Post by Hanny » 05 Aug 2019, 08:12

TheMarcksPlan wrote:
23 Jul 2019, 05:11
My ATL takes the flow of new formations during 1941 as set; the lead time for training a new cohort is at least six months so that seems like a reasonable parameter.
Except SU mobolised 14 million reservist on 22 June 1941. Inside 3 months the Divs was sent into action, enough trained manpower from day one to put another 300 Divisions in the field by end of 41, able to be fully replaced by if required with replacments. German Replacment Army in 41,could not to match that. Already your worse at guessing SU mobolization rates than were the OTL Germans. Quite a feat.
TheMarcksPlan wrote:
23 Jul 2019, 05:11

As I say elsewhere, Barbarossa caught the SU in transition from peasant backwater to superpower; Germany had a shot at wrecking that transition and nearly did so.

You write a lot of things that have no bassis in reality, this is two further examples of you contradicting the findings of Harrison https://www.amazon.co.uk/Economics-Worl ... /052178503 and Paul Kennedy: "The Rise and Fall of the Great Powers. Economic Change and Military Conflict from 1500 to
2000.From the data of Table 4 it can be concluded that in 1938, the USSR was the most rapidly advancing industrial economy (second behind Japan) surpassing all Western economies. According to one source by 1938 the percentages of global industrial production were as follows: USA: 28.7%, USSR: 17.6%, Britain: 9.2%, France: 4.5%, Germany: 13.2%, Italy: 2.9% and Japan: 3.8%

Tooze who you completly misuse is not on your side:
http://ww2history.com/experts/Adam_Tooz ... in_the_war
http://ww2history.com/experts/Adam_Tooz ... W2_so_long
TheMarcksPlan wrote:
23 Jul 2019, 05:11

I emphasize better attrition rates against the SU but the point of attrition isn't to "bleed the SU white" in two years.My best estimate of the requirement for 20 divisions right now is 200,000t POL; cutting the LW's budget by 10% seems obviously worth it if - as argued in my operational analysis - those 20 divisions are sufficient to achieve victory for the Ostheer.

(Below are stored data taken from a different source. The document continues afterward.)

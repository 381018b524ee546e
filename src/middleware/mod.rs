//! Middleware Module
//!
//! Request processing middleware; currently just the bearer-auth
//! extractor.

pub mod auth;
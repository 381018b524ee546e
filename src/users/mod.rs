//! Users Module
//!
//! Identity-side of the backend: the user record model, the username
//! directory (case-insensitive unique handle mapping), automatic
//! username provisioning, and the user-facing HTTP handlers.
//!
//! - **`model`** - `UserRecord`, merge patches, profile types
//! - **`directory`** - normalize / find / claim / exists
//! - **`provision`** - username auto-provisioning for new identities
//! - **`handlers`** - claim, existence, customization endpoints

pub mod directory;
pub mod handlers;
pub mod model;
pub mod provision;
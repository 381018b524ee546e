/**
 * Server Initialization
 *
 * Builds the application: configuration, store, courier, router, and
 * the CORS layer. An unset DATABASE_URL or unset provider keys degrade
 * features instead of preventing startup; a configured database that
 * cannot be reached fails startup.
 */

use axum::http::{header, HeaderValue, Method};
use axum::Router;
use std::sync::Arc;
use tower_http::cors::{Any, CorsLayer};

use crate::delivery::{HttpCourier, LetterCourier};
use crate::routes::router::create_router;
use crate::server::config::{load_store, ServerConfig};
use crate::server::state::AppState;

/// Create the Axum application from the environment.
pub async fn create_app() -> Result<Router, Box<dyn std::error::Error>> {
    let config = ServerConfig::from_env();
    tracing::info!(
        port = config.port,
        dev_login = config.dev_login_enabled,
        "initializing postbox backend"
    );

    let store = load_store(&config).await?;
    let courier: Arc<dyn LetterCourier> = Arc::new(HttpCourier::new(
        config.lob_key.clone(),
        config.postgrid_key.clone(),
    )?);

    Ok(create_app_with_state(AppState::new(store, courier, config)))
}

/// Assemble the router around prepared state. Tests call this with an
/// in-memory store and a fake courier.
pub fn create_app_with_state(state: AppState) -> Router {
    let cors = cors_layer(&state.config.allowed_origins);
    create_router(state).layer(cors)
}

/// CORS from the configured origin list. A literal `*` opens the
/// surface wide (no credentials); an explicit list keeps credentials
/// support.
fn cors_layer(origins: &[String]) -> CorsLayer {
    if origins.iter().any(|o| o == "*") {
        return CorsLayer::new()
            .allow_origin(Any)
            .allow_methods(Any)
            .allow_headers(Any);
    }

    let origins: Vec<HeaderValue> = origins.iter().filter_map(|o| o.parse().ok()).collect();
    CorsLayer::new()
        .allow_origin(origins)
        .allow_methods([Method::GET, Method::POST, Method::DELETE, Method::OPTIONS])
        .allow_headers([header::AUTHORIZATION, header::CONTENT_TYPE])
        .allow_credentials(true)
}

Given your inability to use maths to understand historical outcomes, your going to have a hard time with that, especially since it was Germany who was bled out, by Nov 41 the Heers losses meant it was was down to 65 ID and 6 Pzr equivalents of its start strength, as set out in DRZW volume VI, but you did not want to cite that, against a SU that was twice its start strength. Germany had advantages in 41, it just needed to about as twice as good as it was, and thats was beyond the economy to provide or the manpower aviable, 41 saw Germany invade with 15% of German males of mil age, against SU 3% of same, and win, by the time 15% of SU was in the field, Dec 41, the final outcome in the east was settled, only the final cost was yet unknown. But as the DRZW volume VI makes clear, in June 41 there were 134 combat ready formations on the eastern front out of 209, by March 42 it was 8 of 162 and the manpower replacement was all on the side of the SU.

Victory on the eastern front, Germany did not fail to win, ( but could have done better/won if AH had listened, the Wehrmacht was not committing war crimes its all the SS and not use, we only lost because they had the because we were technically superior etc, is the Halder post war narative that has been shown to be wrong since glasnost, and to be without merit, thats your argument) but instead, the Red Army succedded in winning, succeeded because its economy produced more from less, and it had more manpower, but also because it used both better than did Germany.

Fromm head of Germanys replacement Army in Oct 41, said to OKW head, von Brauchitsch, that the manpower shortage was so acute that 'the time had come to make peace proposals to Moscow'.

Stavka (Nov 41 ) calculated that the strength of the Red Army could be raised to 9 million in 1942, allowing for 3 million being taken prisoner and a million dead, there would still be enough men to field 400 divisions and provide 100% replacements, leaving the field army to be 5/6 million strong.


Why should anyone would think your Heer with around 10% less fuel, 12% less ammunition, and LW with less 80% of everything, is going do as well as they did in OTL?, let alone improve on that.

At the most basic you get 150 Divs at 100% of OTL. 15300 score with LW at 100%.
In ATL you get 173 at 90%. 15570 score with LW at 20%.
To strive, to seek, to find, and not to yield.